= Casa viva =

Non-profit organization

Casa Viva is a non-profit organization based in Wheaton, Illinois, and San Jose, Costa Rica. Casa Viva seeks to place children who have been separated from their families into a safe, caring family. Casa Viva is Spanish for "Living Families" or "Living Homes." The model of international child care that Casa Viva has created:
- Does not rely on ongoing American funding
- Is nationally based
- Uses the social network of Christian churches to identify and train families
Casa Viva primarily cares for social orphans, and also cares for true orphans.

==History==
In 1998 Philip and Jill Aspegren moved to the Dominican Republic to build an orphanage and train nationals to care for the children there with KidsAlive. But there had to be a better way: a less expensive, less institutional, quicker way to care for children internationally. They began to dream of a childcare model that does not require new buildings and that places children in families rather than in homes.

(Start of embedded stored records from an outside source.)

//! The service desk: one published flow, many sessions.
//!
//! `Desk` drives the interpreter for customer events and applies operator
//! actions to the session state machine. Every mutation of a session goes
//! through that session's lane, so interpreter runs, delay continuations and
//! operator actions never interleave on the same id.

use std::sync::Arc;
use std::time::Duration;

use futures::future::BoxFuture;
use serde::Serialize;
use tokio::sync::broadcast;
use tokio_util::sync::CancellationToken;
use tracing::{debug, info, warn};

use flowdesk_core::config::AppConfig;
use flowdesk_core::error::{FlowdeskError, Result};
use flowdesk_core::event::{DeskEvent, EventBus};
use flowdesk_core::session::{Closer, NotAllowed, Session, SessionStatus};
use flowdesk_core::traits::{QueueDirectory, SessionStore, TemplateCatalogue};
use flowdesk_core::types::{Message, NewMessage, Operator, OperatorRole, SessionId};

use crate::graph::{FlowExecutor, FlowGraph, NodeKind, Outcome, Reply};
use crate::lane::LaneMap;
use crate::variables::Variables;

/// What an operator sees in their workspace.
#[derive(Debug, Clone, Serialize)]
pub struct Inbox {
    /// Sessions the operator is serving.
    pub active: Vec<Session>,
    /// Unassigned sessions the operator may pick up.
    pub waiting: Vec<Session>,
}

#[derive(Debug, Clone, Serialize)]
pub struct OperatorPresence {
    pub operator: Operator,
    pub online: bool,
}

/// Supervisor view of the desk.
#[derive(Debug, Clone, Serialize)]
pub struct Overview {
    pub sessions: Vec<Session>,
    pub operators: Vec<OperatorPresence>,
}

#[derive(Clone)]
pub struct Desk {
    graph: Arc<FlowGraph>,
    executor: Arc<FlowExecutor>,
    lanes: Arc<LaneMap>,
    events: Arc<EventBus>,
    cancel: CancellationToken,
    max_rounds: usize,
    config: Arc<AppConfig>,
}

impl Desk {
    pub fn new(
        graph: Arc<FlowGraph>,
        executor: Arc<FlowExecutor>,
        events: Arc<EventBus>,
        config: Arc<AppConfig>,
    ) -> Self {
        Self {
            graph,
            executor,
            lanes: Arc::new(LaneMap::new()),
            events,
            cancel: CancellationToken::new(),
            max_rounds: config.engine.max_rounds.max(1),
            config,
        }
    }

    pub fn graph(&self) -> &Arc<FlowGraph> {
        &self.graph
    }

    pub fn subscribe(&self) -> broadcast::Receiver<DeskEvent> {
        self.events.subscribe()
    }

    fn sessions(&self) -> &Arc<dyn SessionStore> {
        &self.executor.effects().sessions
    }

    fn directory(&self) -> &Arc<dyn QueueDirectory> {
        &self.executor.effects().queues
    }

    pub async fn session(&self, sid: &SessionId) -> Result<Session> {
        self.sessions()
            .find(sid)
            .await?
            .ok_or_else(|| FlowdeskError::SessionNotFound(sid.to_string()))
    }

    // ── Customer side ───────────────────────────────────────────

    /// Open a conversation for `customer_ref`, or return the one in progress.
    pub async fn start(&self, customer_ref: &str) -> Result<Session> {
        let (session, created) = self.sessions().create(customer_ref).await?;
        if !created {
            debug!(session = %session.id, "Returning existing session");
            return Ok(session);
        }

        info!(session = %session.id, customer = %customer_ref, "Session started");
        let _lane = self.lanes.acquire(&session.id).await;
        let mut vars = Variables::from_map(session.variables);
        let start = self.graph.start_id().to_string();
        self.run_from(&session.id, &start, &mut vars).await?;
        self.session(&session.id).await
    }

    /// Deliver a customer reply.
    ///
    /// The reply is always logged. It resumes the flow only while the
    /// session is bot-driven and paused at an input or template node.
    pub async fn reply(&self, sid: &SessionId, reply: Reply) -> Result<Session> {
        let _lane = self.lanes.acquire(sid).await;
        let session = self.session(sid).await?;
        if session.is_closed() {
            return Err(NotAllowed::Closed.into());
        }

        let pending = session
            .pending_node
            .as_deref()
            .and_then(|id| self.graph.node(id))
            .filter(|n| session.status == SessionStatus::Bot && n.kind.awaits_reply());

        let text = self.reply_text(pending.map(|n| &n.kind), &reply);
        self.sessions()
            .append_message(sid, NewMessage::user(text))
            .await?;

        if let Some(node) = pending {
            let mut vars = Variables::from_map(session.variables);
            let outcome = self
                .executor
                .resume(&self.graph, &node.id, sid, &mut vars, &reply)
                .await?;
            self.settle(sid, outcome, &mut vars).await?;
        }
        self.session(sid).await
    }

    /// Text logged for a reply; a bare button press is logged as its label.
    fn reply_text(&self, pending: Option<&NodeKind>, reply: &Reply) -> String {
        if !reply.text.is_empty() {
            return reply.text.clone();
        }
        let Some(button_id) = reply.button_id.as_deref() else {
            return String::new();
        };
        let label = match pending {
            Some(NodeKind::Template { template_id }) => self
                .executor
                .effects()
                .templates
                .get(template_id)
                .and_then(|t| t.buttons.into_iter().find(|b| b.id == button_id))
                .map(|b| b.label),
            _ => None,
        };
        label.unwrap_or_else(|| button_id.to_string())
    }

    // ── Interpreter plumbing ────────────────────────────────────

    async fn run_from(&self, sid: &SessionId, node: &str, vars: &mut Variables) -> Result<Outcome> {
        let outcome = self.executor.advance(&self.graph, node, sid, vars).await?;
        self.settle(sid, outcome, vars).await
    }

    /// Keep advancing past exhausted budgets, then record where the flow
    /// stopped.
    async fn settle(&self, sid: &SessionId, mut outcome: Outcome, vars: &mut Variables) -> Result<Outcome> {
        let mut rounds = 1;
        while let Outcome::ContinuedTo(next) = outcome {
            if rounds >= self.max_rounds {
                warn!(session = %sid, node_id = %next, rounds, "Flow keeps looping, giving up");
                outcome = Outcome::Stalled(next);
                break;
            }
            rounds += 1;
            tokio::task::yield_now().await;
            outcome = self.executor.advance(&self.graph, &next, sid, vars).await?;
        }

        match &outcome {
            Outcome::Paused(node) => {
                self.sessions().set_pending(sid, Some(node.clone())).await?;
                self.events.publish(DeskEvent::FlowPaused {
                    session_id: sid.clone(),
                    node_id: node.clone(),
                });
            }
            Outcome::Delayed { node, next, duration } => {
                self.sessions().set_pending(sid, Some(node.clone())).await?;
                self.events.publish(DeskEvent::FlowPaused {
                    session_id: sid.clone(),
                    node_id: node.clone(),
                });
                self.spawn_delay(sid.clone(), node.clone(), next.clone(), *duration);
            }
            Outcome::Stalled(node) => {
                self.clear_pending(sid).await?;
                self.events.publish(DeskEvent::FlowStalled {
                    session_id: sid.clone(),
                    node_id: node.clone(),
                });
            }
            Outcome::Queued(_) | Outcome::Terminated => {
                self.clear_pending(sid).await?;
                self.events.publish(DeskEvent::FlowFinished {
                    session_id: sid.clone(),
                });
            }
            Outcome::ContinuedTo(_) => {}
        }
        Ok(outcome)
    }

    /// A final node may already have closed the session.
    async fn clear_pending(&self, sid: &SessionId) -> Result<()> {
        match self.sessions().set_pending(sid, None).await {
            Err(FlowdeskError::NotAllowed(NotAllowed::Closed)) => Ok(()),
            other => other,
        }
    }

    fn spawn_delay(&self, sid: SessionId, node: String, next: String, duration: Duration) {
        let desk = self.clone();
        let cancel = self.cancel.clone();
        debug!(session = %sid, node_id = %node, secs = duration.as_secs(), "Delay scheduled");
        tokio::spawn(async move {
            tokio::select! {
                _ = cancel.cancelled() => {
                    debug!(session = %sid, node_id = %node, "Delay cancelled");
                    return;
                }
                _ = tokio::time::sleep(duration) => {}
            }
            desk.continue_after_delay(sid, node, next).await;
        });
    }

    fn continue_after_delay(self, sid: SessionId, node: String, next: String) -> BoxFuture<'static, ()> {
        Box::pin(async move {
            let _lane = self.lanes.acquire(&sid).await;
            let session = match self.sessions().find(&sid).await {
                Ok(Some(s)) => s,
                Ok(None) => return,
                Err(e) => {
                    warn!(session = %sid, error = %e, "Delay continuation failed");
                    return;
                }
            };
            if session.status != SessionStatus::Bot || session.pending_node.as_deref() != Some(node.as_str()) {
                debug!(session = %sid, node_id = %node, "Stale delay continuation dropped");
                return;
            }

            let mut vars = Variables::from_map(session.variables);
            if let Err(e) = self.run_from(&sid, &next, &mut vars).await {
                warn!(session = %sid, node_id = %next, error = %e, "Delay continuation failed");
            }
        })
    }

    // ── Operator side ───────────────────────────────────────────

    pub async fn pickup(&self, sid: &SessionId, operator: &Operator) -> Result<Session> {
        let _lane = self.lanes.acquire(sid).await;
        self.directory().heartbeat(&operator.id);
        let announcement = self
            .executor
            .messages()
            .pickup
            .replace("{operator}", &operator.name);
        let session = self.sessions().pickup(sid, operator, announcement).await?;
        info!(session = %sid, operator = %operator.id, "Session picked up");
        Ok(session)
    }

    pub async fn operator_reply(&self, sid: &SessionId, operator: &Operator, text: &str) -> Result<Message> {
        let _lane = self.lanes.acquire(sid).await;
        self.directory().heartbeat(&operator.id);
        self.sessions()
            .append_operator_message(sid, &operator.id, text.to_string())
            .await
    }

    /// Re-queue a session, optionally reserving it for one operator.
    pub async fn transfer(
        &self,
        sid: &SessionId,
        queue: Option<String>,
        operator: Option<String>,
    ) -> Result<Session> {
        let _lane = self.lanes.acquire(sid).await;
        let session = self.sessions().transfer(sid, queue, operator).await?;
        if let Some(queue) = session.queue.as_deref() {
            let notice = self.executor.messages().transfer.replace("{queue}", queue);
            self.sessions()
                .append_message(sid, NewMessage::system(notice))
                .await?;
        }
        info!(
            session = %sid,
            queue = session.queue.as_deref().unwrap_or("-"),
            reserved_for = session.reserved_for.as_deref().unwrap_or("-"),
            "Session transferred"
        );
        self.session(sid).await
    }

    /// Close a session. Agents close their own; supervisors may close any.
    pub async fn close(&self, sid: &SessionId, operator: &Operator) -> Result<Session> {
        let _lane = self.lanes.acquire(sid).await;
        let closer = if operator.role.is_supervisor() {
            Closer::Supervisor(operator.id.clone())
        } else {
            Closer::Operator(operator.id.clone())
        };
        let farewell = self.executor.messages().closed.clone();
        let session = self.sessions().close(sid, closer, farewell).await?;
        info!(session = %sid, operator = %operator.id, "Session closed");
        Ok(session)
    }

    pub fn heartbeat(&self, operator_id: &str) {
        self.directory().heartbeat(operator_id);
    }

    pub async fn inbox(&self, operator: &Operator) -> Result<Inbox> {
        let mut inbox = Inbox {
            active: Vec::new(),
            waiting: Vec::new(),
        };
        for session in self.sessions().list().await? {
            match session.status {
                SessionStatus::Open if session.operator_ref.as_deref() == Some(operator.id.as_str()) => {
                    inbox.active.push(session);
                }
                SessionStatus::Waiting if session.operator_ref.is_none() => {
                    let eligible = match session.reserved_for.as_deref() {
                        Some(reserved) => reserved == operator.id,
                        None => {
                            operator.role.is_supervisor()
                                || session.queue.as_deref().is_some_and(|q| operator.serves(q))
                        }
                    };
                    if eligible {
                        inbox.waiting.push(session);
                    }
                }
                _ => {}
            }
        }
        Ok(inbox)
    }

    pub async fn overview(&self) -> Result<Overview> {
        let sessions = self
            .sessions()
            .list()
            .await?
            .into_iter()
            .filter(|s| !s.is_closed())
            .collect();
        let directory = self.directory();
        let operators = directory
            .operators()
            .into_iter()
            .filter(|op| op.role == OperatorRole::Agent)
            .map(|operator| OperatorPresence {
                online: directory.is_online(&operator.id),
                operator,
            })
            .collect();
        Ok(Overview { sessions, operators })
    }

    /// Closed conversations of one customer, oldest first.
    pub async fn history(&self, customer_ref: &str) -> Result<Vec<Session>> {
        Ok(self
            .sessions()
            .list()
            .await?
            .into_iter()
            .filter(|s| s.is_closed() && s.customer_ref == customer_ref)
            .collect())
    }

    pub fn config(&self) -> &AppConfig {
        &self.config
    }

    /// Cancel pending delay continuations.
    pub fn shutdown(&self) {
        info!("Desk shutting down");
        self.cancel.cancel();
    }
}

Moving to Costa Rica in 2005 they began to network with local churches, recruiting families belonging to those churches to care for children. Children who have been separated from their biological families are placed in families on a short-term basis while their family is identified and counseled. Children are also placed in Casa Viva homes long term when it is impossible for the child to be reunited with their biological family. Children placed in a Casa Viva home have the advantage of growing up in a home that is surrounded by extended family, local church, and the support of the Casa Viva center.

==Today==
There are currently two Casa Viva Communities in Costa Rica - one in Eastern San Jose and a second in Grecia. In partnership with the Viva Network and Toybox it has identified Bolivia, Peru, El Salvador, Nicaragua, Mexico and Paraguay as the next sites of multiplication.

===Developing Family Based Child Care International===
====Alternative to orphanages====
Orphanages, whether private or government run, are institutions that are expensive to run and the good ones often become inundated with children sent there by the authorities. This reduces the quality of care and leaves the institution and its staff overworked and under equipped. While the physical needs of the child are met, often psychological needs of a child, the privacy of a child, and integration into their home culture are found to be lacking. This led Casa Viva to begin creating a program, similar to England and the United States' foster care model, but with two primary differences:
- Church based
- Little financial incentive
In some cases, the financial benefit of already-established government-based fostering has become a primary motivator for families to be host foster families. Casa Viva does help families cover the cost of caring for the child but relies heavily on Biblical motivation and mandates to care for the orphan in need.

====Children raised in families====
It has been shown that children raised in orphanages do not develop as well physically, cognitively or emotionally as children raised in family based settings.